Scientists: Research on environmental attitudes might be biased


Scientists: Research on environmental attitudes might be biased
Yearly distribution of articles and different theories mentioned from 1971 to 2020. Credit: Frontiers in Sociology (2023). DOI: 10.3389/fsoc.2023.1136972

The majority of research on environmental attitudes and behavior is coming from the United States and other English-speaking countries, a recent study by scientists from Lithuania and Austria reveals. Thus, the global applicability of the theories, which are used in designing environmental policies, becomes arguable.

The scientific field of environmental sociology is counting its seventh decade. In the 1970s, social sciences saw the shift towards the new ecological paradigm, where human beings and society are perceived as interrelated, belonging to the larger natural ecosystem. That is when the first scientific papers on environmental attitudes and behavior were published.
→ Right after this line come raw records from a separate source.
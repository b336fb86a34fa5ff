//! `graphql-transport-ws` handler.
//!
//! Close codes follow the protocol: 4400 bad message, 4401 subscribe before
//! ack, 4408 init timeout, 4409 duplicate operation id, 4429 repeated init.

use serde::Deserialize;
use serde_json::{Value, json};
use tracing::warn;

use super::{Control, OperationFrames, Outbound, ProtocolHandler, Session};

const KNOWN_TYPES: [&str; 5] = ["connection_init", "ping", "pong", "subscribe", "complete"];

#[derive(Deserialize)]
#[serde(tag = "type", rename_all = "snake_case")]
enum ClientMessage {
    ConnectionInit {
        #[serde(default)]
        payload: Option<Value>,
    },
    Ping {
        #[serde(default)]
        payload: Option<Value>,
    },
    Pong {},
    Subscribe {
        id: String,
        payload: async_graphql::Request,
    },
    Complete {
        id: String,
    },
}

const FRAMES: OperationFrames = OperationFrames { result: next_frame, error: error_frame };

fn next_frame(id: &str, response: &async_graphql::Response) -> Value {
    json!({"type": "next", "id": id, "payload": response})
}

fn error_frame(id: &str, response: &async_graphql::Response) -> Value {
    json!({"type": "error", "id": id, "payload": response.errors})
}

pub(crate) struct TransportWsHandler {
    session: Session,
    init_received: bool,
}

impl TransportWsHandler {
    pub fn new(session: Session) -> Self {
        Self { session, init_received: false }
    }
}

impl ProtocolHandler for TransportWsHandler {
    fn on_open(&mut self) {
        let outbound = self.session.outbound.clone();
        let wait = self.session.options.connection_init_wait;
        let timeout = tokio::spawn(async move {
            tokio::time::sleep(wait).await;
            let _ = outbound.send(Outbound::Close(4408, "Connection initialisation timeout".to_owned()));
        });
        self.session.diagnostics.set_init_timeout(timeout);
    }

    fn on_text(&mut self, text: &str) -> Control {
        let message = match parse(text) {
            Ok(message) => message,
            Err(control) => return control,
        };

        match message {
            ClientMessage::ConnectionInit { payload } => {
                if self.init_received {
                    return Control::Close(4429, "Too many initialisation requests".to_owned());
                }
                self.init_received = true;
                self.session.diagnostics.cancel_init_timeout();
                self.session.connection_params = payload;
                self.session.send(&json!({"type": "connection_ack"}));
            }
            ClientMessage::Ping { payload } => {
                let pong = match payload {
                    Some(payload) => json!({"type": "pong", "payload": payload}),
                    None => json!({"type": "pong"}),
                };
                self.session.send(&pong);
            }
            ClientMessage::Pong {} => {}
            ClientMessage::Subscribe { id, payload } => {
                if !self.init_received {
                    return Control::Close(4401, "Unauthorized".to_owned());
                }
                if self.session.diagnostics.has_operation(&id) {
                    return Control::Close(4409, format!("Subscriber for {id} already exists"));
                }
                self.session.spawn_operation(id, payload, FRAMES);
            }
            ClientMessage::Complete { id } => {
                self.session.diagnostics.cancel_operation(&id);
            }
        }
        Control::Continue
    }

    fn on_non_text(&mut self) -> Control {
        Control::Close(4400, "WebSocket message type must be text".to_owned())
    }
}

fn parse(text: &str) -> Result<ClientMessage, Control> {
    let failed = || Control::Close(4400, "Failed to parse message".to_owned());

    let value: Value = serde_json::from_str(text).map_err(|_| failed())?;
    let message_type = value.get("type").and_then(Value::as_str).map(ToOwned::to_owned);
    serde_json::from_value(value).map_err(|e| match message_type {
        Some(ty) if !KNOWN_TYPES.contains(&ty.as_str()) => {
            Control::Close(4400, format!("Unknown message type: {ty}"))
        }
        _ => {
            warn!(error = %e, "ws: malformed graphql-transport-ws message");
            failed()
        }
    })
}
“Since the end of the last century, the global environmental problems have become increasingly topical. Environmentalists were warning about ozone depletion, the greenhouse effect, global warming, and climate change. Today, according to the United Nations, we are living in a planetary crisis, including climate change, biodiversity loss, pollution and land degradation. Naturally, the society’s environmental concern grew together with the growing amounts of scientific data,” says Professor Audronė Telešienė from Kaunas University of Technology (KTU), Lithuania.
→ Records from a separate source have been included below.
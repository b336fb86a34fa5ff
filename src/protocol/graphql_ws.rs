//! Legacy `graphql-ws` handler (subscriptions-transport-ws framing).

use std::time::Duration;

use serde::Deserialize;
use serde_json::{Value, json};
use tracing::warn;

use super::{Control, OperationFrames, Outbound, ProtocolHandler, Session};

#[derive(Deserialize)]
#[serde(tag = "type", rename_all = "snake_case")]
enum ClientMessage {
    ConnectionInit {
        #[serde(default)]
        payload: Option<Value>,
    },
    Start {
        id: String,
        payload: async_graphql::Request,
    },
    Stop {
        id: String,
    },
    ConnectionTerminate {},
}

const FRAMES: OperationFrames = OperationFrames { result: data_frame, error: error_frame };

fn data_frame(id: &str, response: &async_graphql::Response) -> Value {
    json!({"type": "data", "id": id, "payload": response})
}

fn error_frame(id: &str, response: &async_graphql::Response) -> Value {
    json!({"type": "error", "id": id, "payload": response.errors.first()})
}

pub(crate) struct GraphQLWsHandler {
    session: Session,
}

impl GraphQLWsHandler {
    pub fn new(session: Session) -> Self {
        Self { session }
    }

    fn start_keep_alive(&self, interval: Duration) {
        let outbound = self.session.outbound.clone();
        let ka = json!({"type": "ka"}).to_string();
        let task = tokio::spawn(async move {
            let mut ticker = tokio::time::interval(interval);
            loop {
                ticker.tick().await;
                if outbound.send(Outbound::Text(ka.clone())).is_err() {
                    break;
                }
            }
        });
        self.session.diagnostics.set_keep_alive(task);
    }
}

impl ProtocolHandler for GraphQLWsHandler {
    fn on_text(&mut self, text: &str) -> Control {
        let message = match serde_json::from_str::<ClientMessage>(text) {
            Ok(message) => message,
            Err(e) => {
                warn!(error = %e, "ws: ignoring malformed graphql-ws message");
                return Control::Continue;
            }
        };

        match message {
            ClientMessage::ConnectionInit { payload } => {
                self.session.connection_params = payload;
                self.session.send(&json!({"type": "connection_ack"}));
                if let Some(interval) = self.session.options.keep_alive {
                    self.start_keep_alive(interval);
                }
            }
            ClientMessage::Start { id, payload } => {
                self.session.diagnostics.cancel_operation(&id);
                self.session.spawn_operation(id, payload, FRAMES);
            }
            ClientMessage::Stop { id } => {
                self.session.diagnostics.cancel_operation(&id);
            }
            ClientMessage::ConnectionTerminate {} => {
                return Control::Close(1000, String::new());
            }
        }
        Control::Continue
    }

    fn on_non_text(&mut self) -> Control {
        Control::Close(1002, "WebSocket message type must be text".to_owned())
    }
}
According to her, policymakers around the world rely more and more on social scientists, while designing policies, which could encourage society’s green transformation, i.e., shift to more environmentally friendly, everyday practices.
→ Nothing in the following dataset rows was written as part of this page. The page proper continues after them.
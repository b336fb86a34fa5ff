//! WebSocket client contract and message value object.

use std::time::Duration;

use async_trait::async_trait;
use futures::StreamExt;
use futures::stream::BoxStream;
use serde_json::Value;

use crate::error::HarnessError;

/// Kind of a received WebSocket frame.
#[derive(Debug, Clone, Copy, PartialEq, Eq)]
pub enum MessageKind {
    Text,
    Binary,
    Ping,
    Pong,
    Close,
}

/// One received frame.
///
/// For [`MessageKind::Close`], `data` holds the close reason and `extra` the
/// close code.
#[derive(Debug, Clone, PartialEq, Eq)]
pub struct Message {
    pub kind: MessageKind,
    pub data: Vec<u8>,
    pub extra: Option<String>,
}

impl Message {
    #[must_use]
    pub fn new(kind: MessageKind, data: impl Into<Vec<u8>>) -> Self {
        Self { kind, data: data.into(), extra: None }
    }

    #[must_use]
    pub fn close(code: u16, reason: &str) -> Self {
        Self {
            kind: MessageKind::Close,
            data: reason.as_bytes().to_vec(),
            extra: Some(code.to_string()),
        }
    }

    /// Payload decoded as JSON.
    ///
    /// # Errors
    ///
    /// Returns the `serde_json` error when the payload is not valid JSON.
    pub fn json(&self) -> Result<Value, serde_json::Error> {
        serde_json::from_slice(&self.data)
    }
}

/// Uniform operations over one WebSocket connection.
#[async_trait]
pub trait WebSocketClient: Send {
    fn name(&self) -> &str {
        ""
    }

    /// Send a text frame. Resolves once the transport accepted it.
    async fn send_json(&mut self, payload: &Value) -> Result<(), HarnessError>;

    async fn send_bytes(&mut self, payload: &[u8]) -> Result<(), HarnessError>;

    /// Wait for the next frame. `None` waits indefinitely.
    ///
    /// A timeout returns [`HarnessError::Timeout`] and leaves the connection
    /// usable; an ended connection returns [`HarnessError::WsClosed`].
    async fn receive(&mut self, timeout: Option<Duration>) -> Result<Message, HarnessError>;

    async fn receive_json(&mut self, timeout: Option<Duration>) -> Result<Value, HarnessError> {
        let message = self.receive(timeout).await?;
        Ok(message.json()?)
    }

    /// Close the connection and wait for the teardown to finish.
    async fn close(&mut self) -> Result<(), HarnessError>;

    fn closed(&self) -> bool;

    fn close_code(&self) -> Option<u16>;

    fn close_reason(&self) -> Option<&str>;

    /// Test assertion on the close reason.
    ///
    /// # Panics
    ///
    /// Panics when the reason differs from `reason`.
    fn assert_reason(&self, reason: &str) {
        assert_eq!(self.close_reason(), Some(reason), "unexpected websocket close reason");
    }
}

/// Messages from `client` until it reports closed.
///
/// The stream is lazy and not restartable: calling this again continues from
/// the connection's current state.
pub fn messages<C>(client: &mut C) -> BoxStream<'_, Result<Message, HarnessError>>
where
    C: WebSocketClient + ?Sized,
{
    futures::stream::unfold(client, |client| async move {
        if client.closed() {
            return None;
        }
        let next = client.receive(None).await;
        Some((next, client))
    })
    .boxed()
}

#[cfg(test)]
#[path = "ws_test.rs"]
mod tests;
Behavioral change: One of the ways to mitigate climate crisis consequences

Telešienė says that the systemic literature review published in Frontiers in Sociology on environmental attitudes and behavior, which she carried out together with Professor Markus Hadler from the University of Graz, Austria, was aimed at shedding light on the environmental social sciences’ landscape.

The study revealed that since the year 2000, the number of publications and topics on environmental attitudes and behavior has been steadily increasing. The scientists believe that this indicates environmental sociology becoming an established field of study.

“Research is getting more and more specific and looks into more details. The flip side of the coin is that a general overview might get lost and that we need people who keep an eye on the larger picture. Possibly a reason why interdisciplinary research is more and more wanted,” says Hadler.

Telešienė adds that environmental attitudes and behavior is a very broad field, which includes individual practices and choices, such as waste sorting, energy usage and food consumption, environmental activism and other aspects. It means that new niches for research are opening up at the intersections of sociology and other sciences, such as economy, energy or food science.

She points out that environmentalists have long agreed that there are two ways to minimize the outcomes of the climate crisis—technological innovation and behavioral change. How can we change people’s behaviors: the ways they get and use energy, their eating and food supply habits, and their usage of materials and things?

“We, scientists, face a great demand for research from stakeholders. We are asked to provide advice when designing political documents, and planning economic measures for achieving the desired behavioral change. This study helped get a fuller picture of the research, which can be used for drawing recommendations to the policymakers,” says Telešienė.

Scientific ideas and theories are influenced by the English-speaking world

The most striking discovery of the study was geographical disbalance—the empirical research on environmental attitudes and behavior was mainly generated in the United States. According to Telešienė, partly it is natural, as the strongest environmental activism movements and the environmental social sciences were born in the U.S. half the century ago. However, it also means that the theories, on which sociologists base their recommendations in different parts of the world, are validated by the research findings from a few English-speaking countries.

“For example, a very popular theory in environmental sociology is: that values impact attitudes, attitudes impact intentions, and intentions become behavior. This theory is mostly based on research from the US, and, partly, from the United Kingdom and Canada. This is only a handful of countries, and although we might guess that similar patterns should be prevalent in the societies in other parts of the world, we don’t know if the same is true for Asian, African or Latin American people,” says Telešienė.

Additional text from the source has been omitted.